TO: General Acute Care Hospitals (GACHs)
Acute Psychiatric Hospitals (APHs)

SUBJECT: Regulatory Update for Adverse Events Reporting

AUTHORITY:     California Health and Safety Code (HSC) sections 1279.11279.2, and 1279.6

All Facilities Letter (AFL) Summary

This AFL informs hospitals of new regulations, effective January 1, 2022.

  • The regulations are available at the Office of Regulations website.
  • The regulations require hospitals to identify, report, and correct systemic problems contributing to preventable patient safety events, including adverse events (AEs).
  • The regulations also specify statutory requirements for the purpose of improving patient safety in hospitals and encouraging a culture of safety in hospitals.

This AFL notifies hospitals that the California Department of Public Health (CDPH) has adopted new Title 22 California Code of Regulations (CCR) sections 70970 – 70974 for GACHs and sections 71565 – 71569 for APHs. These regulations are effective January 1, 2022. Hospitals should update any facility policies and procedures as appropriate to align with the new regulatory requirements.

Reporting and Investigation Requirements

Consistent with existing law, hospitals are required to report AEs no later than five days after the AE is detected. If the event is an ongoing urgent or emergent threat to the welfare, health, or safety of patients, personnel, or visitors, the hospital must report no later than 24 hours after detection.  The detection of or allegation of sexual assault is considered an ongoing or emergent threat and must be reported within 24 hours. In addition, the regulations specify the hospital is subject to an onsite investigation when CDPH determines that an adverse event or complaint is an ongoing threat of imminent danger of death or serious bodily harm.

Secure Electronic Web-based Portal

The regulations require hospitals to report AEs via the Department’s secure electronic web-based portal. The Department provides alternative means, by email or telephone, for submission if the web-based portal is unavailable. This requirement preserves patient confidentiality and standardizes reporting requirements.

Root Cause Analyses and Assessing the Culture of Safety

Hospitals are required to develop policies and procedures for the internal reporting of preventable patient safety events, conducting a root cause analysis, and assessing the hospital’s culture of safety every 24 months.
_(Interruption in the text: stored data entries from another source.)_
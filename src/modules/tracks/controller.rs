use axum::extract::{Path, Query, State};
use kaayjang_core::{ApiResponse, AppError, PaginatedResponse, PaginationParams};
use kaayjang_models::TrackId;
use kaayjang_models::classes::ClassSummary;
use kaayjang_models::tracks::{CreateTrackDto, Track, TrackDetails, UpdateTrackDto};
use tracing::instrument;

use crate::metrics::{track_entity_created, track_entity_deleted};
use crate::modules::repository::{Repository, ensure_exists, find_or_404, not_found, parse_id};
use crate::state::AppState;
use crate::validator::ValidatedJson;

#[utoipa::path(
    get,
    path = "/api/filieres",
    params(PaginationParams),
    responses(
        (status = 200, description = "Page of tracks, newest first", body = PaginatedResponse<Track>)
    ),
    tag = "Filieres"
)]
#[instrument(skip(state))]
pub async fn get_tracks(
    State(state): State<AppState>,
    Query(params): Query<PaginationParams>,
) -> Result<ApiResponse<PaginatedResponse<Track>>, AppError> {
    let page = state.tracks.list_page(&params).await?;
    Ok(ApiResponse::ok(page, "Tracks retrieved successfully"))
}

#[utoipa::path(
    get,
    path = "/api/filieres/{id}",
    params(("id" = String, Path, description = "Track ID")),
    responses(
        (status = 200, description = "Track", body = Track),
        (status = 404, description = "Track not found"),
        (status = 422, description = "Invalid id")
    ),
    tag = "Filieres"
)]
#[instrument(skip(state))]
pub async fn get_track_by_id(
    State(state): State<AppState>,
    Path(id): Path<String>,
) -> Result<ApiResponse<Track>, AppError> {
    let id: TrackId = parse_id(id)?;
    let track = find_or_404(&state.tracks, &id).await?;
    Ok(ApiResponse::ok(track, "Track retrieved successfully"))
}

#[utoipa::path(
    post,
    path = "/api/filieres",
    request_body = CreateTrackDto,
    responses(
        (status = 201, description = "Track created successfully", body = Track),
        (status = 400, description = "Label already used or level does not exist"),
        (status = 422, description = "Missing or blank field")
    ),
    tag = "Filieres"
)]
#[instrument(skip(state))]
pub async fn create_track(
    State(state): State<AppState>,
    ValidatedJson(dto): ValidatedJson<CreateTrackDto>,
) -> Result<ApiResponse<Track>, AppError> {
    let track = state.tracks.insert(dto).await?;
    track_entity_created("track");
    Ok(ApiResponse::created(track, "Track created successfully"))
}

#[utoipa::path(
    put,
    path = "/api/filieres/{id}",
    params(("id" = String, Path, description = "Track ID")),
    request_body = UpdateTrackDto,
    responses(
        (status = 200, description = "Track updated successfully", body = Track),
        (status = 400, description = "Label already used or level does not exist"),
        (status = 404, description = "Track not found"),
        (status = 422, description = "Invalid id or body")
    ),
    tag = "Filieres"
)]
#[instrument(skip(state))]
pub async fn update_track(
    State(state): State<AppState>,
    Path(id): Path<String>,
    ValidatedJson(dto): ValidatedJson<UpdateTrackDto>,
) -> Result<ApiResponse<Track>, AppError> {
    let id: TrackId = parse_id(id)?;
    ensure_exists(&state.tracks, &id).await?;
    let track = state.tracks.update_partial(&id, dto).await?;
    Ok(ApiResponse::ok(track, "Track updated successfully"))
}

#[utoipa::path(
    delete,
    path = "/api/filieres/{id}",
    params(("id" = String, Path, description = "Track ID")),
    responses(
        (status = 200, description = "Track deleted successfully"),
        (status = 400, description = "Track is still referenced by classes"),
        (status = 404, description = "Track not found")
    ),
    tag = "Filieres"
)]
#[instrument(skip(state))]
pub async fn delete_track(
    State(state): State<AppState>,
    Path(id): Path<String>,
) -> Result<ApiResponse<()>, AppError> {
    let id: TrackId = parse_id(id)?;
    ensure_exists(&state.tracks, &id).await?;
    state.tracks.remove(&id).await?;
    track_entity_deleted("track");
    Ok(ApiResponse::empty("Track deleted successfully"))
}

#[utoipa::path(
    get,
    path = "/api/filieres/libelle/{libelle}",
    params(("libelle" = String, Path, description = "Track label")),
    responses(
        (status = 200, description = "Track with its level and classes", body = TrackDetails),
        (status = 404, description = "Track not found")
    ),
    tag = "Filieres"
)]
#[instrument(skip(state))]
pub async fn get_track_by_label(
    State(state): State<AppState>,
    Path(label): Path<String>,
) -> Result<ApiResponse<TrackDetails>, AppError> {
    let track = state
        .tracks
        .find_by_label(label.trim())
        .await?
        .ok_or_else(|| not_found("Track"))?;
    Ok(ApiResponse::ok(track, "Track retrieved successfully"))
}

#[utoipa::path(
    get,
    path = "/api/filieres/{id}/details",
    params(("id" = String, Path, description = "Track ID")),
    responses(
        (status = 200, description = "Track with its level and classes", body = TrackDetails),
        (status = 404, description = "Track not found")
    ),
    tag = "Filieres"
)]
#[instrument(skip(state))]
pub async fn get_track_details(
    State(state): State<AppState>,
    Path(id): Path<String>,
) -> Result<ApiResponse<TrackDetails>, AppError> {
    let id: TrackId = parse_id(id)?;
    let details = state
        .tracks
        .find_with_relations(&id)
        .await?
        .ok_or_else(|| not_found("Track"))?;
    Ok(ApiResponse::ok(details, "Track retrieved successfully"))
}

#[utoipa::path(
    get,
    path = "/api/filieres/{id}/classes",
    params(("id" = String, Path, description = "Track ID")),
    responses(
        (status = 200, description = "Classes of the track", body = Vec<ClassSummary>),
        (status = 404, description = "Track not found")
    ),
    tag = "Filieres"
)]
#[instrument(skip(state))]
pub async fn get_track_classes(
    State(state): State<AppState>,
    Path(id): Path<String>,
) -> Result<ApiResponse<Vec<ClassSummary>>, AppError> {
    let id: TrackId = parse_id(id)?;
    ensure_exists(&state.tracks, &id).await?;
    let classes = state.classes.list_by_track(&id).await?;
    Ok(ApiResponse::ok(classes, "Classes retrieved successfully"))
}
These practices improve patient care and reduces the occurrence of patient safety events.

Hospitals are responsible for following all applicable laws. CDPH’s failure to expressly notify hospitals of statutory or regulatory requirements does not relieve hospitals of their responsibility to follow all laws and regulations. Hospitals should refer to the full text of all applicable sections of the HSC and Title 22 CCR.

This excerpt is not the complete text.